Ha terminado su intervención y ahora se anuncia que un joven indígena dirigirá las palabras de agradecimiento por la ayuda recibida: Primero en su lengua, con fluidez va hilando su pensamiento bajo la mirada atenta de un secretario que no comprende absolutamente nada de lo que dice, pero que al final aplaudirá con un “democrático” movimiento de cabeza.

Acto seguido, saca de su bolsillo una hoja doblada y comienza su lectura con dificultad. Pronuncia mal el español y deletrea el agradecimiento al gobierno que los ayuda y al señor gobernador. El discurso, preparado para que lo lea, tiene palabras que le son ajenas y que cambia. Desde atrás de la mesa de honor, un individuo con audífonos hace señas al moderador fingiendo que tiene unas tijeras en los dedos, para indicar que maniobre y haga que el muchacho termine ya su intervención.

El suceso esperado por todos está ocurriendo: una a una, van nombrando a las representantes de las comunidades y grupos beneficiados; cada una se levanta, camina hacia el estrado y recibe un sobre y un cheque para desarrollar, le dicen, sus proyectos productivos y así salir de la pobreza en que vive su familia.

Luego, sobre en mano, caminan hacia donde están de pie el Secretario y su esposa y los saludan.

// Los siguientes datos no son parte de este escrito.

//! The interface to token libraries.
//!
//! A [`Provider`] stands for a loaded token library, a [`TokenSession`] for
//! a session opened on one of its tokens. Contexts and key handles only ever
//! talk to a token through these traits, which keeps them independent of the
//! binding used to reach the native library.

use std::{fmt, path::Path};

use secrecy::SecretString;

use crate::{
    error::{Error, TokenError},
    hash::HashAlgorithm,
};

pub mod mock;

#[cfg(feature = "pkcs11")]
pub mod pkcs11;

//------------ Provider ------------------------------------------------------

pub trait Provider: Sized + Send + Sync + 'static {
    type Slot: Copy + fmt::Debug + Send + Sync + 'static;
    type Object: Copy + Eq + fmt::Debug + Send + Sync + 'static;
    type Session: TokenSession<Object = Self::Object>;

    /// Loads the library at the given path without initializing it.
    fn load(path: &Path) -> Result<Self, Error>;

    /// Initializes the library for use by multiple threads (C_Initialize).
    fn initialize(&self) -> Result<(), TokenError>;

    /// Finalizes the library (C_Finalize).
    fn finalize(&self) -> Result<(), TokenError>;

    /// Returns the slots that hold a token, in the order the library reports them.
    fn slots_with_token(&self) -> Result<Vec<Self::Slot>, TokenError>;

    fn token_info(&self, slot: Self::Slot) -> Result<TokenInfo, TokenError>;

    /// Opens a read/write session on the token in the given slot.
    fn open_session(&self, slot: Self::Slot) -> Result<Self::Session, TokenError>;
}

//------------ TokenSession --------------------------------------------------

/// An open session with a token.
///
/// A session must only ever be used by one thread at a time. It is closed
/// when dropped.
pub trait TokenSession: Send + 'static {
    type Object: Copy + Eq + fmt::Debug + Send + Sync + 'static;

    /// Logs the normal user in, with the PIN if one is given.
    fn login(&self, pin: Option<&SecretString>) -> Result<(), TokenError>;

    fn find_objects(&self, template: &[Attribute]) -> Result<Vec<Self::Object>, TokenError>;

    /// Generates a key pair and returns the (public, private) key objects.
    fn generate_key_pair(
        &self,
        mechanism: &Mechanism,
        public_template: &[Attribute],
        private_template: &[Attribute],
    ) -> Result<(Self::Object, Self::Object), TokenError>;

    fn get_attributes(&self, object: Self::Object, types: &[AttributeType]) -> Result<Vec<Attribute>, TokenError>;

    fn sign(&self, mechanism: &Mechanism, key: Self::Object, data: &[u8]) -> Result<Vec<u8>, TokenError>;

    fn decrypt(&self, mechanism: &Mechanism, key: Self::Object, ciphertext: &[u8]) -> Result<Vec<u8>, TokenError>;

    fn generate_random(&self, len: usize) -> Result<Vec<u8>, TokenError>;

    fn destroy_object(&self, object: Self::Object) -> Result<(), TokenError>;
}

//------------ TokenInfo -----------------------------------------------------

/// Description of a token and the slot it sits in.
///
/// Text fields have the blank padding used by the token API removed.
#[derive(Clone, Debug, Eq, PartialEq)]
pub struct TokenInfo {
    pub slot_id: u64,
    pub label: String,
    pub serial_number: String,
    pub model: String,
    pub manufacturer: String,
    pub max_rw_sessions: SessionLimit,
}

impl fmt::Display for TokenInfo {
    fn fmt(&self, f: &mut fmt::Formatter) -> fmt::Result {
        write!(
            f,
            "slot {} label '{}' serial '{}' model '{}' manufacturer '{}'",
            self.slot_id, self.label, self.serial_number, self.model, self.manufacturer
        )
    }
}

/// The number of read/write sessions a token allows.
#[derive(Clone, Copy, Debug, Eq, PartialEq)]
pub enum SessionLimit {
    Max(u64),
    Infinite,
    Unavailable,
}

impl SessionLimit {
    /// Applies this limit to a configured maximum.
    pub fn ceiling(self, configured: usize) -> usize {
        match self {
            SessionLimit::Max(max) => usize::try_from(max).map_or(configured, |max| configured.min(max)),
            SessionLimit::Infinite | SessionLimit::Unavailable => configured,
        }
    }
}

impl fmt::Display for SessionLimit {
    fn fmt(&self, f: &mut fmt::Formatter) -> fmt::Result {
        match self {
            SessionLimit::Max(max) => write!(f, "{}", max),
            SessionLimit::Infinite => write!(f, "infinite"),
            SessionLimit::Unavailable => write!(f, "unavailable"),
        }
    }
}

//------------ Attributes ----------------------------------------------------

#[derive(Clone, Copy, Debug, Eq, Hash, PartialEq)]
pub enum ObjectClass {
    PublicKey,
    PrivateKey,
}

#[derive(Clone, Copy, Debug, Eq, Hash, PartialEq)]
pub enum KeyType {
    Rsa,
    Ec,
    Dsa,
}

#[derive(Clone, Copy, Debug, Eq, Hash, PartialEq)]
pub enum AttributeType {
    Class,
    KeyType,
    Id,
    Label,
    Modulus,
    PublicExponent,
    EcParams,
    EcPoint,
    Prime,
    Subprime,
    Base,
    Value,
}

/// An object attribute with its value.
#[derive(Clone, Debug, Eq, PartialEq)]
pub enum Attribute {
    Class(ObjectClass),
    KeyType(KeyType),
    Id(Vec<u8>),
    Label(Vec<u8>),
    Token(bool),
    Private(bool),
    Sensitive(bool),
    Extractable(bool),
    Sign(bool),
    Verify(bool),
    Encrypt(bool),
    Decrypt(bool),
    ModulusBits(u64),
    PublicExponent(Vec<u8>),
    Modulus(Vec<u8>),
    EcParams(Vec<u8>),
    EcPoint(Vec<u8>),

    // DSA domain parameters p, q and g.
    Prime(Vec<u8>),
    Subprime(Vec<u8>),
    Base(Vec<u8>),

    /// The key value, for a DSA public key the public value y.
    Value(Vec<u8>),
}

impl Attribute {
    /// Returns the byte value of the first attribute of the given type.
    pub fn find_bytes(attributes: &[Attribute], attr_type: AttributeType) -> Option<&[u8]> {
        attributes.iter().find_map(|attr| match (attr, attr_type) {
            (Attribute::Id(v), AttributeType::Id)
            | (Attribute::Label(v), AttributeType::Label)
            | (Attribute::Modulus(v), AttributeType::Modulus)
            | (Attribute::PublicExponent(v), AttributeType::PublicExponent)
            | (Attribute::EcParams(v), AttributeType::EcParams)
            | (Attribute::EcPoint(v), AttributeType::EcPoint)
            | (Attribute::Prime(v), AttributeType::Prime)
            | (Attribute::Subprime(v), AttributeType::Subprime)
            | (Attribute::Base(v), AttributeType::Base)
            | (Attribute::Value(v), AttributeType::Value) => Some(v.as_slice()),
            _ => None,
        })
    }

    pub fn find_key_type(attributes: &[Attribute]) -> Option<KeyType> {
        attributes.iter().find_map(|attr| match attr {
            Attribute::KeyType(key_type) => Some(*key_type),
            _ => None,
        })
    }
}

//------------ Mechanism -----------------------------------------------------

#[derive(Clone, Copy, Debug, Eq, PartialEq)]
pub enum Mechanism {
    RsaPkcsKeyPairGen,
    EcKeyPairGen,
    DsaKeyPairGen,

    /// Raw PKCS#1 v1.5, the caller provides the DigestInfo to sign.
    RsaPkcs,

    /// RSA OAEP with the given hash for both the label hash and MGF1.
    RsaPkcsOaep(HashAlgorithm),

    /// Raw ECDSA, the signature is the concatenation of r and s.
    Ecdsa,

    /// Raw DSA over a digest of at most q bytes, the signature is r and s of q bytes each.
    Dsa,
}

//------------ Tests ---------------------------------------------------------

#[cfg(test)]
mod tests {
    use super::*;

    #[test]
    fn session_limit_ceiling() {
        assert_eq!(10, SessionLimit::Max(10).ceiling(1024));
        assert_eq!(4, SessionLimit::Max(10).ceiling(4));
        assert_eq!(1024, SessionLimit::Infinite.ceiling(1024));
        assert_eq!(1024, SessionLimit::Unavailable.ceiling(1024));
        assert_eq!(0, SessionLimit::Max(0).ceiling(1024));
    }

    #[test]
    fn find_attribute_values() {
        let attrs = vec![
            Attribute::KeyType(KeyType::Ec),
            Attribute::Id(vec![1, 2]),
            Attribute::EcPoint(vec![4, 5]),
        ];
        assert_eq!(Some(&[1u8, 2][..]), Attribute::find_bytes(&attrs, AttributeType::Id));
        assert_eq!(Some(&[4u8, 5][..]), Attribute::find_bytes(&attrs, AttributeType::EcPoint));
        assert_eq!(None, Attribute::find_bytes(&attrs, AttributeType::Label));
        assert_eq!(Some(KeyType::Ec), Attribute::find_key_type(&attrs));
    }
}
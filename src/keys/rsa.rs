//! RSA keys.

use openssl::{
    bn::BigNum,
    pkey::{PKey, Public},
    rsa::Rsa,
};

use crate::{
    error::Error,
    hash::HashAlgorithm,
    keys::{DecryptPadding, Decrypter, PrivateKey, Signer},
    provider::{Attribute, AttributeType, Mechanism, Provider, TokenSession},
};

/// The public exponent of generated keys, 65537.
pub(crate) const PUBLIC_EXPONENT: [u8; 3] = [0x01, 0x00, 0x01];

/// Decodes an RSA public key from its CKA_MODULUS and CKA_PUBLIC_EXPONENT values.
pub(crate) fn public_key_from_attributes(attributes: &[Attribute]) -> Result<PKey<Public>, Error> {
    let modulus = Attribute::find_bytes(attributes, AttributeType::Modulus)
        .ok_or_else(|| Error::KeyDecode("missing RSA modulus".to_string()))?;
    let exponent = Attribute::find_bytes(attributes, AttributeType::PublicExponent)
        .ok_or_else(|| Error::KeyDecode("missing RSA public exponent".to_string()))?;

    if modulus.is_empty() || exponent.is_empty() {
        return Err(Error::KeyDecode("empty RSA modulus or public exponent".to_string()));
    }

    let rsa = Rsa::from_public_components(BigNum::from_slice(modulus)?, BigNum::from_slice(exponent)?)?;
    Ok(PKey::from_rsa(rsa)?)
}

//------------ RsaKeyPair ----------------------------------------------------

/// An RSA key pair held by a token.
#[derive(Debug)]
pub struct RsaKeyPair<'c, P: Provider> {
    key: PrivateKey<'c, P>,
}

impl<'c, P: Provider> RsaKeyPair<'c, P> {
    pub(crate) fn new(key: PrivateKey<'c, P>) -> Self {
        RsaKeyPair { key }
    }

    /// The modulus size in bits.
    pub fn bits(&self) -> u32 {
        self.key.public_key().bits()
    }

    pub fn private_key(&self) -> &PrivateKey<'c, P> {
        &self.key
    }
}

impl<P: Provider> Signer for RsaKeyPair<'_, P> {
    fn public_key(&self) -> &PKey<Public> {
        self.key.public_key()
    }

    /// Signs a digest with PKCS #1 v1.5 padding.
    ///
    /// The DigestInfo is put together here and signed with the raw
    /// CKM_RSA_PKCS mechanism, so the token never needs to know the hash.
    fn sign(&self, digest: &[u8], hash: HashAlgorithm) -> Result<Vec<u8>, Error> {
        let digest_info = hash.digest_info(digest)?;

        let desc = "Signing with RSA key";
        let handle = self.key.handle();
        self.key.context().with_session(desc, |session| {
            session
                .sign(&Mechanism::RsaPkcs, handle, &digest_info)
                .map_err(|err| Error::token(desc, err))
        })
    }

    fn delete(self) -> Result<(), Error> {
        self.key.delete()
    }
}

impl<P: Provider> Decrypter for RsaKeyPair<'_, P> {
    fn decrypt(&self, ciphertext: &[u8], padding: DecryptPadding) -> Result<Vec<u8>, Error> {
        let mechanism = match padding {
            DecryptPadding::Pkcs1v15 => Mechanism::RsaPkcs,
            DecryptPadding::Oaep(hash) => Mechanism::RsaPkcsOaep(hash),
        };

        let desc = "Decrypting with RSA key";
        let handle = self.key.handle();
        self.key.context().with_session(desc, |session| {
            session
                .decrypt(&mechanism, handle, ciphertext)
                .map_err(|err| Error::token(desc, err))
        })
    }
}

//------------ Tests ---------------------------------------------------------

La Señora ha dejado su elegante bolso de mano sobre la mesa y, sin hacer caso del teléfono que suena en su interior, abraza efusivamente a cada una de las mujeres y las besa emocionada. Él, coronado con una guirnalda, abraza a cada una y les habla brevemente mirándolas a los ojos.

El acto está por concluir, se ha marchado ya hacia el aeropuerto el señor secretario, y los grupos de campesinas se apiñan en la entrada del salón de fiestas. Va saliendo cada grupo con las manos vacías, pues les recogieron los sobres, explicándoles que deberán regresar, a fin de mes, para recibir su cheque porque el entregado en la ceremonia no deben cambiarlo. ¡Es un cheque sin fondos!